Saved entries:
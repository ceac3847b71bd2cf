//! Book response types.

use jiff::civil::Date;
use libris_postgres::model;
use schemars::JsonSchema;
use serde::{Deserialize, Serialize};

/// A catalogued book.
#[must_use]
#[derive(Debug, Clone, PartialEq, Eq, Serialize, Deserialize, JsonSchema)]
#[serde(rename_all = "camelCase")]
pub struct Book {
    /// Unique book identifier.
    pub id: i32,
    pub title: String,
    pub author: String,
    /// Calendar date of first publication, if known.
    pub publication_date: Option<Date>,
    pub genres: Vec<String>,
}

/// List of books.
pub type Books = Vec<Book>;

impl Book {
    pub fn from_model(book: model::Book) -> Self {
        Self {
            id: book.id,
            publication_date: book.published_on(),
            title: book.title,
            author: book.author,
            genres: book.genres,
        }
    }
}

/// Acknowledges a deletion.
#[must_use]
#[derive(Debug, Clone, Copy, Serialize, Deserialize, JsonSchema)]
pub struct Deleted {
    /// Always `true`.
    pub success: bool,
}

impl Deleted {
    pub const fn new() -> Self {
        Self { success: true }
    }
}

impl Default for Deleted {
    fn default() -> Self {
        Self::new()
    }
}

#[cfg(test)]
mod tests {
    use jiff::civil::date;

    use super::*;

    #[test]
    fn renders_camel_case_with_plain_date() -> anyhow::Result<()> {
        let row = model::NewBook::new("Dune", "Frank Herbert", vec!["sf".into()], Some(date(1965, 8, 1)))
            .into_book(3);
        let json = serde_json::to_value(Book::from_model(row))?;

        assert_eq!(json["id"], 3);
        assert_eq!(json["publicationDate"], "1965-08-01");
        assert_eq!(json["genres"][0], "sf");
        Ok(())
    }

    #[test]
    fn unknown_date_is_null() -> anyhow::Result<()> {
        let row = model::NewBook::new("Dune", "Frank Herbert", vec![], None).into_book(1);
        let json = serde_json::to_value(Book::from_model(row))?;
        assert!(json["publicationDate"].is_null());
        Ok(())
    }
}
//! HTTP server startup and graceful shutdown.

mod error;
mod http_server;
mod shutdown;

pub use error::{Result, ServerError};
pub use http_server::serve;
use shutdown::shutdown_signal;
...
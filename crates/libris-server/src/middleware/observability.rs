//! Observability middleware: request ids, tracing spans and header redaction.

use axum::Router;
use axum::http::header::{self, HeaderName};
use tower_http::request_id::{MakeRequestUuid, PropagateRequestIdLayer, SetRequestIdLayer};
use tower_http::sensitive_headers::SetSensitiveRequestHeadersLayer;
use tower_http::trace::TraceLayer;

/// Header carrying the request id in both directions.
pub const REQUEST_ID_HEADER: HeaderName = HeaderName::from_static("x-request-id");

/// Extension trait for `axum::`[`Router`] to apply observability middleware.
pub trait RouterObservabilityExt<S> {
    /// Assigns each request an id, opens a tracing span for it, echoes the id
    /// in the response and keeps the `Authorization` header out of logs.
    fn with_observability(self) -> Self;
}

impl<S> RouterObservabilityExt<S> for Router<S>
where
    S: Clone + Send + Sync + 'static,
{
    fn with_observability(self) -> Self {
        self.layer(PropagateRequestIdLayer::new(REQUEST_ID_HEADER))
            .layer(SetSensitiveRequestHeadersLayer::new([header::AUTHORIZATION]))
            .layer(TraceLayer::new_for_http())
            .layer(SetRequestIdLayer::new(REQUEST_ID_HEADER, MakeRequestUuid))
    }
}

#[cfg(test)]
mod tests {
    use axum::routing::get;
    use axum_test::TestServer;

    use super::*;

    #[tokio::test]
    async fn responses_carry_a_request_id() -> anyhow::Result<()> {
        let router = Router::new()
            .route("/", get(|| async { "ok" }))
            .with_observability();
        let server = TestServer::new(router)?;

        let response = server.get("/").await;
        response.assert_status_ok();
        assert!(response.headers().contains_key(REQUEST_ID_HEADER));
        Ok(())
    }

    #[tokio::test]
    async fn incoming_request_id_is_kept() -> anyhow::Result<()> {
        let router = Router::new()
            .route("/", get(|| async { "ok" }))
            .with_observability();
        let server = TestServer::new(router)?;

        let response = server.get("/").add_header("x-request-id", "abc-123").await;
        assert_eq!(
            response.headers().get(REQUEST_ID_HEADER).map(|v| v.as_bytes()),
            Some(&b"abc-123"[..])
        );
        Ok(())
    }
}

__Problem details__: Copy out, word for word, the part of the entries above that begins at the line with "repository ceac3847b71bd2cf" and ends at the line with "publication, if known.", including both.

__Exercise solution__:
repository ceac3847b71bd2cf
//! Book response types.

use jiff::civil::Date;
use libris_postgres::model;
use schemars::JsonSchema;
use serde::{Deserialize, Serialize};

/// A catalogued book.
#[must_use]
#[derive(Debug, Clone, PartialEq, Eq, Serialize, Deserialize, JsonSchema)]
#[serde(rename_all = "camelCase")]
pub struct Book {
    /// Unique book identifier.
    pub id: i32,
    pub title: String,
    pub author: String,
    /// Calendar date of first publication, if known.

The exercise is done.